By virtue of its attempt to uncover the “inner depths” or “inner workings” of the human soul, psychoanalysis is a “much attacked” field and subject amongst the empirical scientific community to borrow from Freud. Nevertheless, at the heart of the conscious level of the psyche or human mind is ‘repression,’ which is essentially a ‘force’ that ‘opposes’ the contents and ideas of the ‘unconscious’ level from becoming conscious. Repression emanates directly from the conscious level of the mind as a result of the input which goes into the conscious mind from the external world. As mentioned before, forgetfulness and brain fog are all signs of the ‘repression’ emanating from the conscious level of the mind. Thus, and as Freud argued, the idea of the unconscious is “derived” from “the theory of repression.” In turn, the notion of there being a repressed level of the mind “is the prototype of the unconscious for us.” 

Yet, the paradox is that the conscious is also unconscious because both the conscious and unconscious overlap and intersect with one another, as Freud argued. ‘Word-representations’ are considered as the intermediaries between the memories residing in the unconscious and the conscious levels of the mind. And in a sense, the ‘word-representations’ emanating from the conscious mind towards the external world are the ‘residue’ of memories. 

The ‘conscious’ is known as the ‘ego’ in psychoanalytic parlance, and the ‘unconscious’ is known as the ‘id.’ Nevertheless, the ‘ego’ does distinguish itself from the ‘id’ in the sense that the ego “seeks to bring the influence of the external world to bear upon the id and its tendencies, and endeavors to substitute the reality principle for the pleasure principle which reigns unrestrictedly in the id.” It follows that: “The ego represents what may be called reason and common sense, in contrast to the id, which contains the passions.” 
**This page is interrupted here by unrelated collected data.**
//! Diagnosis and repair code catalogs.

use serde::{Deserialize, Serialize};

/// Severity tier of a diagnosis code.
#[derive(Debug, Clone, Copy, PartialEq, Eq, Serialize, Deserialize)]
#[serde(rename_all = "SCREAMING_SNAKE_CASE")]
pub enum Severity {
    /// No repair needed.
    Na,
    Nivel1,
    Nivel2,
}

impl Severity {
    pub fn as_str(&self) -> &'static str {
        match self {
            Self::Na => "NA",
            Self::Nivel1 => "NIVEL_1",
            Self::Nivel2 => "NIVEL_2",
        }
    }

    pub fn parse(s: &str) -> Option<Self> {
        match s {
            "NA" => Some(Self::Na),
            "NIVEL_1" => Some(Self::Nivel1),
            "NIVEL_2" => Some(Self::Nivel2),
            _ => None,
        }
    }
}

/// Observed damage.
#[derive(Debug, Clone, PartialEq, Eq, Serialize, Deserialize)]
pub struct DiagnosisCode {
    pub code: String,
    pub description: String,
    pub severity: Severity,
    /// Canonical remediation for this damage, if any.
    pub repair_code: Option<String>,
    pub active: bool,
}

/// A remediation applied at the repair bench.
#[derive(Debug, Clone, PartialEq, Eq, Serialize, Deserialize)]
pub struct RepairCode {
    pub code: String,
    pub description: String,
    /// Applying this code means the unit cannot be recovered.
    pub scrap_tier: bool,
    pub active: bool,
}

/// Read access to the code catalogs.
pub trait CodeLookup {
    fn diagnosis(&self, code: &str) -> Option<&DiagnosisCode>;
    fn repair(&self, code: &str) -> Option<&RepairCode>;
}

/// In-memory catalog snapshot.
#[derive(Debug, Clone, Default)]
pub struct CodeCatalog {
    diagnosis: std::collections::HashMap<String, DiagnosisCode>,
    repair: std::collections::HashMap<String, RepairCode>,
}

impl CodeCatalog {
    pub fn new(diagnosis: Vec<DiagnosisCode>, repair: Vec<RepairCode>) -> Self {
        Self {
            diagnosis: diagnosis.into_iter().map(|c| (c.code.clone(), c)).collect(),
            repair: repair.into_iter().map(|c| (c.code.clone(), c)).collect(),
        }
    }

    pub fn diagnosis_count(&self) -> usize {
        self.diagnosis.len()
    }

    pub fn repair_count(&self) -> usize {
        self.repair.len()
    }
}

impl CodeLookup for CodeCatalog {
    fn diagnosis(&self, code: &str) -> Option<&DiagnosisCode> {
        self.diagnosis
            .get(code.trim().to_uppercase().as_str())
            .filter(|c| c.active)
    }

    fn repair(&self, code: &str) -> Option<&RepairCode> {
        self.repair
            .get(code.trim().to_uppercase().as_str())
            .filter(|c| c.active)
    }
}
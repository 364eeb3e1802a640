//! Engine error taxonomy.

use lineflow_db::DbError;
use lineflow_lifecycle::{LifecycleError, Phase};
use serde::Serialize;
use std::time::Duration;
use thiserror::Error;

pub type Result<T> = std::result::Result<T, EngineError>;

#[derive(Error, Debug)]
pub enum EngineError {
    #[error("cannot {action} an item in {from}")]
    PhaseViolation { from: Phase, action: &'static str },

    #[error("role '{role}' is not allowed to {action}")]
    PermissionDenied { role: String, action: &'static str },

    #[error("{0}")]
    Validation(String),

    #[error("not found: {0}")]
    NotFound(String),

    /// The request would leave the item where it already is.
    #[error("item is already in {0}")]
    Unchanged(Phase),

    /// Another writer changed the row first, or a unique key collided.
    #[error("concurrent update: {0}")]
    Conflict(String),

    /// No state row for the phase, even after fallbacks. Aborts a batch run.
    #[error("state catalog has no entry for {0} or its fallbacks")]
    CatalogIncomplete(Phase),

    #[error("store failure: {0}")]
    StoreFailure(#[source] DbError),

    #[error("chunk timed out after {0:?}")]
    Timeout(Duration),

    #[error("run cancelled")]
    Cancelled,
}

/// Stable error kind for callers that branch on the failure class.
#[derive(Debug, Clone, Copy, PartialEq, Eq, Hash, Serialize)]
#[serde(rename_all = "snake_case")]
pub enum ErrorKind {
    PhaseViolation,
    PermissionDenied,
    Validation,
    NotFound,
    Conflict,
    CatalogIncomplete,
    StoreFailure,
    Timeout,
    Cancelled,
}

impl ErrorKind {
    pub fn as_str(&self) -> &'static str {
        match self {
            Self::PhaseViolation => "phase_violation",
            Self::PermissionDenied => "permission_denied",
            Self::Validation => "validation",
            Self::NotFound => "not_found",
            Self::Conflict => "conflict",
            Self::CatalogIncomplete => "catalog_incomplete",
            Self::StoreFailure => "store_failure",
            Self::Timeout => "timeout",
            Self::Cancelled => "cancelled",
        }
    }
}

impl std::fmt::Display for ErrorKind {
    fn fmt(&self, f: &mut std::fmt::Formatter<'_>) -> std::fmt::Result {
        write!(f, "{}", self.as_str())
    }
}

impl EngineError {
    pub fn validation(msg: impl Into<String>) -> Self {
        Self::Validation(msg.into())
    }

    pub fn not_found(msg: impl Into<String>) -> Self {
        Self::NotFound(msg.into())
    }

    pub fn kind(&self) -> ErrorKind {
        match self {
            Self::PhaseViolation { .. } | Self::Unchanged(_) => ErrorKind::PhaseViolation,
            Self::PermissionDenied { .. } => ErrorKind::PermissionDenied,
            Self::Validation(_) => ErrorKind::Validation,
            Self::NotFound(_) => ErrorKind::NotFound,
            Self::Conflict(_) => ErrorKind::Conflict,
            Self::CatalogIncomplete(_) => ErrorKind::CatalogIncomplete,
            Self::StoreFailure(_) => ErrorKind::StoreFailure,
            Self::Timeout(_) => ErrorKind::Timeout,
            Self::Cancelled => ErrorKind::Cancelled,
        }
    }

    /// Errors a batch absorbs at the row boundary. Everything else aborts
    /// the chunk (store failures, timeouts) or the run.
    pub fn is_row_level(&self) -> bool {
        matches!(
            self,
            Self::PhaseViolation { .. }
                | Self::PermissionDenied { .. }
                | Self::Validation(_)
                | Self::NotFound(_)
                | Self::Unchanged(_)
                | Self::Conflict(_)
        )
    }
}

impl From<LifecycleError> for EngineError {
    fn from(err: LifecycleError) -> Self {
        match err {
            LifecycleError::PhaseViolation { from, action } => Self::PhaseViolation { from, action },
            LifecycleError::PermissionDenied { role, action } => Self::PermissionDenied { role, action },
            LifecycleError::Validation(msg) => Self::Validation(msg),
            LifecycleError::NoChange(phase) => Self::Unchanged(phase),
        }
    }
}

impl From<DbError> for EngineError {
    fn from(err: DbError) -> Self {
        match err {
            DbError::NotFound(msg) => Self::NotFound(msg),
            DbError::Conflict(msg) | DbError::Constraint(msg) => Self::Conflict(msg),
            other => Self::StoreFailure(other),
        }
    }
}

impl From<sqlx::Error> for EngineError {
    fn from(err: sqlx::Error) -> Self {
        Self::StoreFailure(DbError::from(err))
    }
}

#[cfg(test)]
mod tests {
    use super::*;

    #[test]
    fn test_lifecycle_errors_map_to_row_level() {
        let err: EngineError = LifecycleError::PhaseViolation {
            from: Phase::Scrap,
            action: "advance",
        }
        .into();
        assert_eq!(err.kind(), ErrorKind::PhaseViolation);
        assert!(err.is_row_level());

        let err: EngineError = LifecycleError::NoChange(Phase::Empaque).into();
        assert_eq!(err.kind(), ErrorKind::PhaseViolation);
    }

    #[test]
    fn test_store_errors_abort_chunk() {
        let err: EngineError = DbError::Io(std::io::Error::new(std::io::ErrorKind::Other, "disk")).into();
        assert_eq!(err.kind(), ErrorKind::StoreFailure);
        assert!(!err.is_row_level());

        let err: EngineError = DbError::conflict("item 1 is no longer in RETEST").into();
        assert!(err.is_row_level());
        assert!(!EngineError::CatalogIncomplete(Phase::Scrap).is_row_level());
        assert!(!EngineError::Timeout(Duration::from_secs(1)).is_row_level());
    }

    #[test]
    fn test_kind_serializes_snake_case() {
        let json = serde_json::to_string(&ErrorKind::PermissionDenied).unwrap();
        assert_eq!(json, "\"permission_denied\"");
    }
}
Because the ‘ego’ and the ‘id’ overlap and intersect with one another, and given that the ego is essentially the ‘representative of the external world’ for the ‘id,’ it follows that the ‘residues’ of “countless egos” are situated over the ‘id.’ The main task of the ‘ego,’ according to Freud, is to ‘master’ what is known as the ‘Oedipus complex.’ Once the ‘ego’ masters the ‘Oedipus complex’ by virtue of either identification with the mother or the ‘intensification of the identification with the father’ by virtue of eliminating the ‘object-cathexis’ of the mother, the ego then controls and tempers the ‘vicissitudes’ of the ‘id,’ which is no easy task. Religiosity is then figurative or emblematic of the “intensification of the identification with the father” resulting from the ego’s mastering of the ‘Oedipus complex.’ 

‘Eros’ and ‘sadism’ or ‘destructiveness’ are the primary ‘instincts’ emanating from the ‘id,’ as Freud argued. However, the reality is that: “The erotic instincts appear to be altogether more plastic, more readily diverted and displaced than the destructive instincts.” Thus, there are “sadistic constituents which have attached themselves to Eros” and as a result, there is a widespread “struggle against the Eros” which is often overlooked. 
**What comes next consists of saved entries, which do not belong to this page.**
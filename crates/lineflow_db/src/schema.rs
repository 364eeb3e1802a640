//! Database schema creation.
//!
//! All CREATE TABLE statements live here.

use crate::error::Result;
use crate::LineflowDb;
use tracing::info;

impl LineflowDb {
    /// Ensure all tables exist.
    pub(crate) async fn ensure_schema(&self) -> Result<()> {
        self.create_catalog_tables().await?;
        self.create_lot_tables().await?;
        self.create_item_tables().await?;
        self.create_record_tables().await?;
        self.create_run_tables().await?;

        info!("Database schema verified");
        Ok(())
    }

    async fn create_catalog_tables(&self) -> Result<()> {
        // States: phase label → state id
        sqlx::query(
            r#"CREATE TABLE IF NOT EXISTS states (
                id INTEGER PRIMARY KEY AUTOINCREMENT,
                name TEXT NOT NULL UNIQUE
            )"#,
        )
        .execute(&self.pool)
        .await?;

        sqlx::query(
            r#"CREATE TABLE IF NOT EXISTS repair_codes (
                code TEXT PRIMARY KEY,
                description TEXT NOT NULL,
                scrap_tier INTEGER NOT NULL DEFAULT 0,
                active INTEGER NOT NULL DEFAULT 1
            )"#,
        )
        .execute(&self.pool)
        .await?;

        sqlx::query(
            r#"CREATE TABLE IF NOT EXISTS diagnosis_codes (
                code TEXT PRIMARY KEY,
                description TEXT NOT NULL,
                severity TEXT NOT NULL DEFAULT 'NA',
                repair_code TEXT REFERENCES repair_codes(code),
                active INTEGER NOT NULL DEFAULT 1
            )"#,
        )
        .execute(&self.pool)
        .await?;

        // Material code → SKU name
        sqlx::query(
            r#"CREATE TABLE IF NOT EXISTS skus (
                material_code TEXT PRIMARY KEY,
                name TEXT NOT NULL
            )"#,
        )
        .execute(&self.pool)
        .await?;

        Ok(())
    }

    async fn create_lot_tables(&self) -> Result<()> {
        sqlx::query(
            r#"CREATE TABLE IF NOT EXISTS lots (
                id INTEGER PRIMARY KEY AUTOINCREMENT,
                number TEXT NOT NULL,
                sku TEXT,
                lot_type TEXT NOT NULL,
                is_scrap INTEGER NOT NULL DEFAULT 0,
                scrap_motive TEXT,
                status TEXT NOT NULL DEFAULT 'EN_PROCESO',
                priority INTEGER NOT NULL DEFAULT 2 CHECK (priority BETWEEN 1 AND 3),
                responsible_id TEXT,
                created_at INTEGER NOT NULL,
                updated_at INTEGER NOT NULL,
                deleted_at INTEGER
            )"#,
        )
        .execute(&self.pool)
        .await?;

        // Purged lot numbers may be reused.
        sqlx::query(
            "CREATE UNIQUE INDEX IF NOT EXISTS idx_lots_live_number ON lots(number) WHERE deleted_at IS NULL",
        )
        .execute(&self.pool)
        .await?;

        sqlx::query(
            "CREATE INDEX IF NOT EXISTS idx_lots_open_scrap ON lots(is_scrap, status, sku, responsible_id, scrap_motive)",
        )
        .execute(&self.pool)
        .await?;

        Ok(())
    }

    async fn create_item_tables(&self) -> Result<()> {
        sqlx::query(
            r#"CREATE TABLE IF NOT EXISTS items (
                id INTEGER PRIMARY KEY AUTOINCREMENT,
                serial TEXT NOT NULL,
                sku TEXT,
                material_code TEXT,
                batch_tag TEXT,
                phase TEXT NOT NULL,
                state_id INTEGER REFERENCES states(id),
                lot_id INTEGER REFERENCES lots(id),
                responsible_id TEXT,
                scrap_motive TEXT,
                scrap_detail TEXT,
                outbound_lot_id INTEGER REFERENCES lots(id),
                received_at INTEGER NOT NULL,
                created_at INTEGER NOT NULL,
                updated_at INTEGER NOT NULL,
                deleted_at INTEGER
            )"#,
        )
        .execute(&self.pool)
        .await?;

        // Serial is unique among live items only; tombstones may repeat it.
        sqlx::query(
            "CREATE UNIQUE INDEX IF NOT EXISTS idx_items_live_serial ON items(serial) WHERE deleted_at IS NULL",
        )
        .execute(&self.pool)
        .await?;

        sqlx::query("CREATE INDEX IF NOT EXISTS idx_items_phase ON items(phase, deleted_at)")
            .execute(&self.pool)
            .await?;

        sqlx::query("CREATE INDEX IF NOT EXISTS idx_items_lot ON items(lot_id)")
            .execute(&self.pool)
            .await?;

        Ok(())
    }

    async fn create_record_tables(&self) -> Result<()> {
        sqlx::query(
            r#"CREATE TABLE IF NOT EXISTS transition_records (
                id INTEGER PRIMARY KEY AUTOINCREMENT,
                item_id INTEGER NOT NULL REFERENCES items(id),
                serial TEXT NOT NULL,
                phase TEXT NOT NULL,
                previous_phase TEXT,
                state_id INTEGER REFERENCES states(id),
                disposition TEXT NOT NULL,
                scrap_motive TEXT,
                scrap_detail TEXT,
                diagnosis_code TEXT,
                repair_code TEXT,
                technician TEXT,
                note TEXT,
                user_id TEXT NOT NULL,
                lot_id INTEGER REFERENCES lots(id),
                created_at INTEGER NOT NULL
            )"#,
        )
        .execute(&self.pool)
        .await?;

        sqlx::query(
            "CREATE INDEX IF NOT EXISTS idx_records_serial ON transition_records(serial, created_at)",
        )
        .execute(&self.pool)
        .await?;

        sqlx::query(
            "CREATE INDEX IF NOT EXISTS idx_records_phase ON transition_records(phase, created_at)",
        )
        .execute(&self.pool)
        .await?;

        // The audit log is insert-only.
        sqlx::query(
            r#"CREATE TRIGGER IF NOT EXISTS transition_records_no_update
               BEFORE UPDATE ON transition_records
               BEGIN SELECT RAISE(ABORT, 'transition records are append-only'); END"#,
        )
        .execute(&self.pool)
        .await?;

        sqlx::query(
            r#"CREATE TRIGGER IF NOT EXISTS transition_records_no_delete
               BEFORE DELETE ON transition_records
               BEGIN SELECT RAISE(ABORT, 'transition records are append-only'); END"#,
        )
        .execute(&self.pool)
        .await?;

        Ok(())
    }

    async fn create_run_tables(&self) -> Result<()> {
        sqlx::query(
            r#"CREATE TABLE IF NOT EXISTS reconcile_runs (
                id INTEGER PRIMARY KEY AUTOINCREMENT,
                operation TEXT NOT NULL,
                source_name TEXT,
                user_id TEXT NOT NULL,
                accepted INTEGER NOT NULL DEFAULT 0,
                skipped INTEGER NOT NULL DEFAULT 0,
                failed INTEGER NOT NULL DEFAULT 0,
                unmatched INTEGER NOT NULL DEFAULT 0,
                chunks_started INTEGER NOT NULL DEFAULT 0,
                cancelled INTEGER NOT NULL DEFAULT 0,
                started_at INTEGER NOT NULL,
                finished_at INTEGER
            )"#,
        )
        .execute(&self.pool)
        .await?;

        Ok(())
    }
}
In turn, the ego is either in the process of assisting or conquering the id with the underlying aim of sublimating the ‘id.’ And in the end, the relationship of the ‘id’ with the ‘ego’ is such that: “The id…has no means of showing the ego either love or hate. It cannot say what it wants; it has achieved no unified will.” Freud added in regards to the ‘id’:

“Eros and the death instinct struggle within it; we have seen with what weapons the one group of instincts defends itself against the other. It would be possible to picture the id as under the domination of the mute but powerful death instincts, which desire to be at peace and (prompted by the pleasure principle) to put Eros, the mischief-maker, to rest; but perhaps that might be to undervalue the part played by Eros.” 

How the ego assists the ‘id’ is manifested in a sense by anxiety. As Freud argued, anxiety emanates directly from the ego, and the role of anxiety is to act as “the general reaction to situations of danger.” Thus, the ‘ego’ is not playing an entirely negative role, and as a result of its production of anxiety as a danger signal, the ‘ego’ is in fact playing a constructive role to a certain extent. On the flipside, fear and anxiety amount to “misused libido” and the ‘diversion’ of the libido away from constructive uses, as Freud argued. Thus, the more one’s libido is ‘economized’ and used for constructive and meaningful aims and purposes, the instances and occurrences of anxiety and neurotic fear may also diminish. Freud also contended that abstinence and sexual restraint may be connected with anxiety to a certain extent, but the proper economization and management of the libido may overcome the anxiety which is associated with abstinence and sexual restraint.